Part of the reason: Saving for retirement is not a high priority. When Hispanics retire in their countries-of-origin, they are part of a larger family. According to cultural norms, younger generations take care of their elders.

If you want to see this fact come roaring to the forefront, just try discussing long-term care insurance with a Hispanic immigrant. “Don’t even mention the term ‘nursing home’ to Hispanic clients!” Ismodes says. “It scares them.”

To close the education gap, Genworth established a web-based financial services education center, www.midinero.com. (English translation: mymoney.com) Advisors hoping to build business in Hispanic communities should have a wealth of similar bilingual, Spanish/English educational materials at the ready.

Educating Hispanic clients about insurance products can go a long way toward selling them something they are more interested in than insurance: yourself.

“Hispanic consumers are more interested in the relationship than the price or the product,” Ismodes says. “If they like the agent, they will probably buy the product even if it’s priced higher than a competitor’s. If you have a good rapport [with the prospect] and provide good service, you will make the sale even if you don’t have the most competitive product.”
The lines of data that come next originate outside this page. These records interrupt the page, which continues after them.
//! Default signal-to-category rule table.
//!
//! Ordering is the evaluation priority; the first matching rule wins. The
//! exact marker lists are tunable reconstructions of observed anti-bot
//! behavior, not a fixed contract.

use super::{BanKind, Rule, Signals};

const BLOCK_MARKERS: &[&str] = &[
    "blocked",
    "banned",
    "forbidden",
    "access denied",
    "unauthorized access",
    "ip block",
];

const CAPTCHA_MARKERS: &[&str] = &[
    "captcha",
    "recaptcha",
    "hcaptcha",
    "verify you are human",
    "robot check",
];

const JS_CHALLENGE_MARKERS: &[&str] = &[
    "checking your browser",
    "ddos protection",
    "cf-chl",
    "challenge-form",
    "just a moment",
];

const GEO_MARKERS: &[&str] = &[
    "not available in your country",
    "not available in your region",
    "geo block",
    "location restricted",
];

const BEHAVIORAL_MARKERS: &[&str] = &[
    "suspicious activity",
    "unusual traffic",
    "automated behavior",
    "bot detected",
    "non-human",
];

const ACCOUNT_MARKERS: &[&str] = &[
    "account locked",
    "account suspended",
    "account disabled",
    "too many login attempts",
];

const FINGERPRINT_MARKERS: &[&str] = &[
    "fingerprint",
    "device not recognized",
    "integrity check failed",
];

const HEADER_MARKERS: &[&str] = &[
    "unsupported browser",
    "update your browser",
    "browser not supported",
    "invalid user agent",
];

fn any_marker(signals: &Signals, markers: &[&str]) -> bool {
    markers.iter().any(|m| signals.body_contains(m))
}

/// Body looks like an empty shell or garbage rather than real content.
fn looks_hollow(signals: &Signals) -> bool {
    match signals.body_snippet.as_deref() {
        None => true,
        Some(body) => {
            let trimmed = body.trim();
            trimmed.is_empty() || (trimmed.len() < 64 && !trimmed.contains('<'))
        }
    }
}

pub fn default_rules() -> Vec<Rule> {
    vec![
        // Explicit rate-limit headers are the strongest signal available.
        Rule::new("ratelimit-exhausted", BanKind::RateLimited, |s| {
            (s.header("x-ratelimit-remaining") == Some("0")).then_some(0.99)
        }),
        Rule::new("retry-after", BanKind::RateLimited, |s| {
            s.header("retry-after").map(|_| 0.95)
        }),
        Rule::new("status-429", BanKind::RateLimited, |s| {
            (s.status == Some(429)).then_some(0.95)
        }),
        Rule::new("status-403-block-marker", BanKind::IpBlocked, |s| {
            (s.status == Some(403) && any_marker(s, BLOCK_MARKERS)).then_some(0.8)
        }),
        Rule::new("challenge-redirect-captcha", BanKind::CaptchaChallenge, |s| {
            (CAPTCHA_MARKERS.iter().any(|m| s.redirect_contains(m))
                || any_marker(s, CAPTCHA_MARKERS))
            .then_some(0.9)
        }),
        Rule::new("challenge-redirect-js", BanKind::JsChallenge, |s| {
            (s.redirect_contains("challenge")
                || s.header("cf-ray").is_some() && s.status == Some(503)
                || any_marker(s, JS_CHALLENGE_MARKERS))
            .then_some(0.85)
        }),
        Rule::new("status-451-or-geo-marker", BanKind::GeoBlocked, |s| {
            (s.status == Some(451)
                || s.redirect_contains("geo")
                || any_marker(s, GEO_MARKERS))
            .then_some(0.85)
        }),
        Rule::new("account-locked-marker", BanKind::AccountLocked, |s| {
            any_marker(s, ACCOUNT_MARKERS).then_some(0.85)
        }),
        Rule::new("behavioral-marker", BanKind::BehavioralBlock, |s| {
            any_marker(s, BEHAVIORAL_MARKERS).then_some(0.75)
        }),
        Rule::new("fingerprint-marker", BanKind::FingerprintBlocked, |s| {
            any_marker(s, FINGERPRINT_MARKERS).then_some(0.7)
        }),
        Rule::new("header-rejected-marker", BanKind::HeaderRejected, |s| {
            any_marker(s, HEADER_MARKERS).then_some(0.75)
        }),
        // Expected cookies/headers never arrived: the TLS stack itself was
        // profiled and rejected before the application layer.
        Rule::new("expected-header-missing", BanKind::TlsFingerprintBlock, |s| {
            (s.status == Some(200) && s.missing_expected_header()).then_some(0.65)
        }),
        Rule::new("bare-403", BanKind::IpBlocked, |s| {
            (s.status == Some(403)).then_some(0.6)
        }),
        // A 200 with an empty or garbage body is a honeypot response: the
        // origin pretends success while serving nothing.
        Rule::new("hollow-200", BanKind::HoneypotTriggered, |s| {
            (s.status == Some(200) && s.body_snippet.is_some() && looks_hollow(s)).then_some(0.7)
        }),
    ]
}

#[cfg(test)]
mod tests {
    use super::*;
    use crate::core::classify::BanClassifier;

    fn classify(signals: &Signals) -> (BanKind, f64) {
        let verdict = BanClassifier::new().classify(signals);
        (verdict.kind, verdict.confidence)
    }

    #[test]
    fn status_429_is_rate_limited() {
        assert_eq!(
            classify(&Signals::with_status(429)),
            (BanKind::RateLimited, 0.95)
        );
    }

    #[test]
    fn exhausted_ratelimit_header_beats_status() {
        let mut s = Signals::with_status(403);
        s.headers
            .insert("x-ratelimit-remaining".into(), "0".into());
        assert_eq!(classify(&s), (BanKind::RateLimited, 0.99));
    }

    #[test]
    fn forbidden_with_block_marker_is_ip_blocked() {
        let mut s = Signals::with_status(403);
        s.body_snippet = Some("<html>Access Denied: your IP has been banned</html>".into());
        assert_eq!(classify(&s).0, BanKind::IpBlocked);
    }

    #[test]
    fn bare_forbidden_is_low_confidence_ip_block() {
        let (kind, confidence) = classify(&Signals::with_status(403));
        assert_eq!(kind, BanKind::IpBlocked);
        assert!(confidence < 0.8);
    }

    #[test]
    fn captcha_redirect_wins_over_js_challenge() {
        let mut s = Signals::with_status(302);
        s.redirect_target = Some("https://example.com/recaptcha/verify".into());
        assert_eq!(classify(&s).0, BanKind::CaptchaChallenge);
    }

    #[test]
    fn cloudflare_challenge_is_js_challenge() {
        let mut s = Signals::with_status(503);
        s.headers.insert("cf-ray".into(), "8a1b2c3d4e5f".into());
        s.body_snippet = Some("Checking your browser before accessing".into());
        assert_eq!(classify(&s).0, BanKind::JsChallenge);
    }

    #[test]
    fn status_451_is_geo_blocked() {
        assert_eq!(classify(&Signals::with_status(451)).0, BanKind::GeoBlocked);
    }

    #[test]
    fn missing_expected_cookie_is_tls_fingerprint_block() {
        let mut s = Signals::with_status(200);
        s.body_snippet = Some("<html><body>plenty of perfectly normal content here</body></html>".into());
        s.expected_headers = vec!["set-cookie".into()];
        assert_eq!(classify(&s).0, BanKind::TlsFingerprintBlock);
    }

    #[test]
    fn hollow_200_is_honeypot() {
        let mut s = Signals::with_status(200);
        s.body_snippet = Some("   ".into());
        assert_eq!(classify(&s).0, BanKind::HoneypotTriggered);
    }

    #[test]
    fn behavioral_marker_detected_without_status() {
        let mut s = Signals::default();
        s.body_snippet = Some("We have detected unusual traffic from your network".into());
        assert_eq!(classify(&s).0, BanKind::BehavioralBlock);
    }

    #[test]
    fn account_lock_marker() {
        let mut s = Signals::with_status(200);
        s.body_snippet = Some("Your account locked due to suspicious login".into());
        assert_eq!(classify(&s).0, BanKind::AccountLocked);
    }

    #[test]
    fn header_rejection_marker() {
        let mut s = Signals::with_status(400);
        s.body_snippet = Some("invalid user agent supplied".into());
        assert_eq!(classify(&s).0, BanKind::HeaderRejected);
    }
}
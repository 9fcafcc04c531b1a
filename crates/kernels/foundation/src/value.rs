//! Runtime values.
//!
//! A [`Value`] is a dense, row-major n-d array with a [`DType`] and a
//! [`Shape`]. Storage is always `f64`: booleans are stored as `0.0`/`1.0` and
//! integers are stored exactly (within ±2^53). A scalar is a rank-0 value.
//!
//! Broadcasting follows the usual right-aligned rule: trailing dimensions
//! must agree or be `1`.

use std::fmt;

use serde::{Deserialize, Serialize};
use thiserror::Error;

/// Element type of a [`Value`].
#[derive(Debug, Clone, Copy, PartialEq, Eq, Hash, PartialOrd, Ord, Serialize, Deserialize)]
#[serde(rename_all = "lowercase")]
pub enum DType {
    Bool,
    I64,
    F64,
}

impl DType {
    /// Common dtype for arithmetic on two operands.
    pub fn promote(a: DType, b: DType) -> DType {
        match (a, b) {
            (DType::F64, _) | (_, DType::F64) => DType::F64,
            _ => DType::I64,
        }
    }

    /// Canonicalise a raw element for storage under this dtype.
    #[inline]
    pub fn normalize(self, x: f64) -> f64 {
        match self {
            DType::Bool => {
                if x != 0.0 {
                    1.0
                } else {
                    0.0
                }
            }
            DType::I64 => x.trunc(),
            DType::F64 => x,
        }
    }
}

impl fmt::Display for DType {
    fn fmt(&self, f: &mut fmt::Formatter<'_>) -> fmt::Result {
        match self {
            DType::Bool => write!(f, "bool"),
            DType::I64 => write!(f, "i64"),
            DType::F64 => write!(f, "f64"),
        }
    }
}

/// Dimensions of a [`Value`], outermost first.
#[derive(Debug, Clone, PartialEq, Eq, Hash, Default, PartialOrd, Ord, Serialize, Deserialize)]
pub struct Shape(Vec<usize>);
That’s because the Hispanic client is looking for trust—an element they often found lacking when dealing with financial institutions in their countries of origin. Because of this, Hispanics also tend to favor face-to-face transactions.

For advisors, that’s a double-edged sword. Some advisors sparkle in person, while others do better on the phone. If you’re one of the latter, better hone your interpersonal skills before attempting to crack the Hispanic market.

“We have learned that it takes longer to acquire the Hispanic customer,” Ismodes says. “You will have to do more work, visit the customer more times. But the customer will be more loyal than in the general market.”

Lynn Vincent is a contributor to Advisor Today.